DIGGING FOR IE11 SANDBOX ESCAPES presented at BlackHatUS 2014

by James Forshaw,

Summary : In June 2013, Microsoft started the first of their new bug-bounty programs, focusing on finding vulnerabilities in IE11 on the upcoming Windows 8.1 OS. Rather than spending my time fuzzing for RCEs, I focused on pure logic bugs and the best place to find them was in the sandbox implementation. As IE11 defaults to using Microsoft's new Enhanced Protected Mode (EPM) sandbox that repurposes Windows 8's App Container mechanism to more heavily restrict access to securable resources, it would seem to be a tough challenge, but it turned out not to be the case.

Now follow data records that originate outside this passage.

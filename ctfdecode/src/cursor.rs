//! The bit cursor owns the record buffer of a decode session and tracks the
//! read position, at bit granularity, relative to the start of the current
//! packet.
//!
//! Bytes are pulled from the underlying source lazily: a read of `n` bits
//! only fetches the bytes needed to cover them. The buffer holds the bytes of
//! the record being decoded; `begin_record()` discards everything before the
//! byte holding the current position so the buffer does not grow with the
//! packet.

use crate::bits;
use crate::error::{DecodeError, Result};
use ctfmeta::ByteOrder;
use std::io::{self, ErrorKind, Read};

#[derive(Debug)]
pub struct BitCursor<R> {
    source: R,
    // Bytes `buffer_base .. buffer_base + buffer.len()` of the current packet.
    buffer: Vec<u8>,
    buffer_base: u64,
    bit_pos: u64,
    record_start: u64,
    content_size_bits: Option<u64>,
    packet_size_bits: Option<u64>,
    stream_offset: u64,
    eof: bool,
}

impl<R: Read> BitCursor<R> {
    pub fn new(source: R) -> BitCursor<R> {
        BitCursor::with_capacity(source, 0)
    }

    pub fn with_capacity(source: R, capacity: usize) -> BitCursor<R> {
        BitCursor {
            source,
            buffer: Vec::with_capacity(capacity),
            buffer_base: 0,
            bit_pos: 0,
            record_start: 0,
            content_size_bits: None,
            packet_size_bits: None,
            stream_offset: 0,
            eof: false,
        }
    }

    /// Advances the position by `n` bits, fetching bytes as needed. Returns
    /// the packet-relative bit offset at which the read began.
    pub fn read_bits(&mut self, n: u64) -> Result<u64> {
        let start = self.bit_pos;
        let end = start + n;

        if let Some(limit) = self.content_size_bits {
            if end > limit {
                return Err(DecodeError::corrupt(
                    start,
                    format!("read of {} bits runs past packet content ({} bits)", n, limit),
                ));
            }
        }

        let needed = (end + 7) / 8;
        let loaded = self.loaded_bytes();
        if needed > loaded && !self.refill((needed - loaded) as usize)? {
            return Err(DecodeError::corrupt(
                start,
                "stream ends in the middle of a record",
            ));
        }

        self.bit_pos = end;
        Ok(start)
    }

    /// Skips padding up to the next multiple of `boundary_bits`.
    pub fn align(&mut self, boundary_bits: u32) -> Result<()> {
        if boundary_bits <= 1 {
            return Ok(());
        }
        if !boundary_bits.is_power_of_two() {
            return Err(DecodeError::unsupported(format!(
                "alignment of {} bits is not a power of two",
                boundary_bits
            )));
        }

        let aligned = ctfmeta::align_up(self.bit_pos, boundary_bits);
        if aligned != self.bit_pos {
            self.read_bits(aligned - self.bit_pos)?;
        }

        Ok(())
    }

    /// Appends `additional` bytes from the source to the buffer. Returns
    /// `false` and sets the end-of-stream flag when the source could not
    /// provide all of them; the bytes it did provide are kept.
    pub fn refill(&mut self, additional: usize) -> Result<bool> {
        if additional == 0 {
            return Ok(true);
        }

        let filled = self.buffer.len();
        let required = filled + additional;

        if required > self.buffer.capacity() {
            // Grow by half again, rounded up to a multiple of 8 bytes.
            let target = (required + required / 2 + 7) & !7;
            self.buffer.reserve_exact(target - filled);
        }

        self.buffer.resize(required, 0);
        let read = read_full(&mut self.source, &mut self.buffer[filled..])?;
        self.buffer.truncate(filled + read);
        self.stream_offset += read as u64;

        if read < additional {
            self.eof = true;
            return Ok(false);
        }

        Ok(true)
    }

    /// Marks the current position as the start of a new record and drops the
    /// bytes preceding it from the buffer.
    pub fn begin_record(&mut self) {
        let keep_from = ((self.bit_pos / 8).saturating_sub(self.buffer_base) as usize)
            .min(self.buffer.len());

        self.buffer.drain(..keep_from);
        self.buffer_base += keep_from as u64;
        self.record_start = self.bit_pos;
    }

    /// Whether another record can start at the current position: either the
    /// current packet declares more content, or the source has at least one
    /// byte after the one holding the position.
    pub fn has_more_data(&mut self) -> Result<bool> {
        // Declared content is there, or reading it fails as truncation.
        if matches!(self.content_size_bits, Some(limit) if self.bit_pos < limit) {
            return Ok(true);
        }

        let next_byte = (self.bit_pos + 7) / 8;
        if next_byte < self.loaded_bytes() {
            return Ok(true);
        }
        if self.eof {
            return Ok(false);
        }

        // Bytes between the position and `next_byte` are already loaded.
        self.refill(1)
    }

    /// Reads an integer of 1 to 64 bits that has already been aligned.
    pub fn read_uint(&mut self, size_bits: u32, byte_order: ByteOrder) -> Result<u64> {
        let start = self.read_bits(u64::from(size_bits))?;
        let (bytes, shift) = self.window(start);

        Ok(if bits::is_fast_path(shift, size_bits) {
            bits::read_aligned(bytes, size_bits, byte_order)
        } else {
            bits::read_unaligned(bytes, shift, size_bits, byte_order)
        })
    }

    pub fn read_byte(&mut self) -> Result<u8> {
        Ok(self.read_uint(8, ByteOrder::LittleEndian)? as u8)
    }

    /// The buffered bytes starting with the one holding `bit_offset`, and the
    /// offset of that bit within the first byte.
    fn window(&self, bit_offset: u64) -> (&[u8], u32) {
        let index = (bit_offset / 8 - self.buffer_base) as usize;
        (&self.buffer[index..], (bit_offset % 8) as u32)
    }

    /// Installs the bounds declared by a freshly decoded packet context.
    /// Zero sizes mean the packet extends to the end of the source.
    pub fn set_packet_bounds(&mut self, content_size_bits: u64, packet_size_bits: u64) -> Result<()> {
        if content_size_bits == 0 && packet_size_bits == 0 {
            self.content_size_bits = None;
            self.packet_size_bits = None;
            return Ok(());
        }

        if content_size_bits > packet_size_bits {
            return Err(DecodeError::corrupt(
                self.bit_pos,
                format!(
                    "content size {} exceeds packet size {}",
                    content_size_bits, packet_size_bits
                ),
            ));
        }

        if content_size_bits < self.bit_pos {
            return Err(DecodeError::corrupt(
                self.bit_pos,
                format!(
                    "content size {} ends before the packet context",
                    content_size_bits
                ),
            ));
        }

        self.content_size_bits = Some(content_size_bits);
        self.packet_size_bits = Some(packet_size_bits);
        Ok(())
    }

    /// Whether the position has reached the end of the current packet's
    /// content.
    pub fn content_exhausted(&self) -> bool {
        matches!(self.content_size_bits, Some(limit) if self.bit_pos >= limit)
    }

    /// Skips the padding of the current packet and resets the position to the
    /// start of the next one. Returns `false` if the source ends first.
    pub fn next_packet(&mut self) -> Result<bool> {
        let packet_end = self.packet_size_bits.map_or(0, |bits| (bits + 7) / 8);
        let loaded = self.loaded_bytes();

        if packet_end > loaded {
            let padding = packet_end - loaded;
            let skipped = io::copy(&mut (&mut self.source).take(padding), &mut io::sink())?;
            self.stream_offset += skipped;

            if skipped < padding {
                self.eof = true;
                return Ok(false);
            }
            self.buffer.clear();
        } else {
            // Bytes past the end of the packet belong to the next one.
            let keep_from = (packet_end.saturating_sub(self.buffer_base) as usize)
                .min(self.buffer.len());
            self.buffer.drain(..keep_from);
        }

        self.buffer_base = 0;
        self.bit_pos = 0;
        self.record_start = 0;
        self.content_size_bits = None;
        self.packet_size_bits = None;
        Ok(true)
    }

    /// The bytes of the record started by the last `begin_record()`, up to
    /// and including the byte holding the current position.
    pub fn record_bytes(&self) -> &[u8] {
        let start = (self.record_start / 8 - self.buffer_base) as usize;
        let end = (((self.bit_pos + 7) / 8 - self.buffer_base) as usize).min(self.buffer.len());
        &self.buffer[start.min(end)..end]
    }

    pub fn packet_offset_bits(&self) -> u64 {
        self.bit_pos
    }

    /// Number of bytes consumed from the source so far.
    pub fn stream_offset_bytes(&self) -> u64 {
        self.stream_offset
    }

    pub fn content_size_bits(&self) -> Option<u64> {
        self.content_size_bits
    }

    pub fn is_eof(&self) -> bool {
        self.eof
    }

    pub fn into_inner(self) -> R {
        self.source
    }

    fn loaded_bytes(&self) -> u64 {
        self.buffer_base + self.buffer.len() as u64
    }
}

// Like `Read::read_exact`, but reports how much was read instead of failing
// on a short read.
fn read_full<R: Read>(source: &mut R, mut buf: &mut [u8]) -> io::Result<usize> {
    let mut total = 0;

    while !buf.is_empty() {
        match source.read(buf) {
            Ok(0) => break,
            Ok(n) => {
                total += n;
                buf = &mut buf[n..];
            }
            Err(e) if e.kind() == ErrorKind::Interrupted => {}
            Err(e) => return Err(e),
        }
    }

    Ok(total)
}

This workshop will contain a deep-dive into the 4 sandbox escapes I discovered during the 30-day bug bounty period, some which have been present since Vista and IE7. I'll run through the process I undertook to find these vulnerabilities, giving time to go in-depth on how to investigate the IE11 sandbox, run your own code and analyze the attack surface. Sample source code for all issues will be provided for use to allow you to test the issues out yourself.
In order to participate in the workshop, an installation of Windows 8.1 RTM will be required along with common tools such as Visual Studio 2013 and IDA Pro to analyze and develop the sandbox escape examples.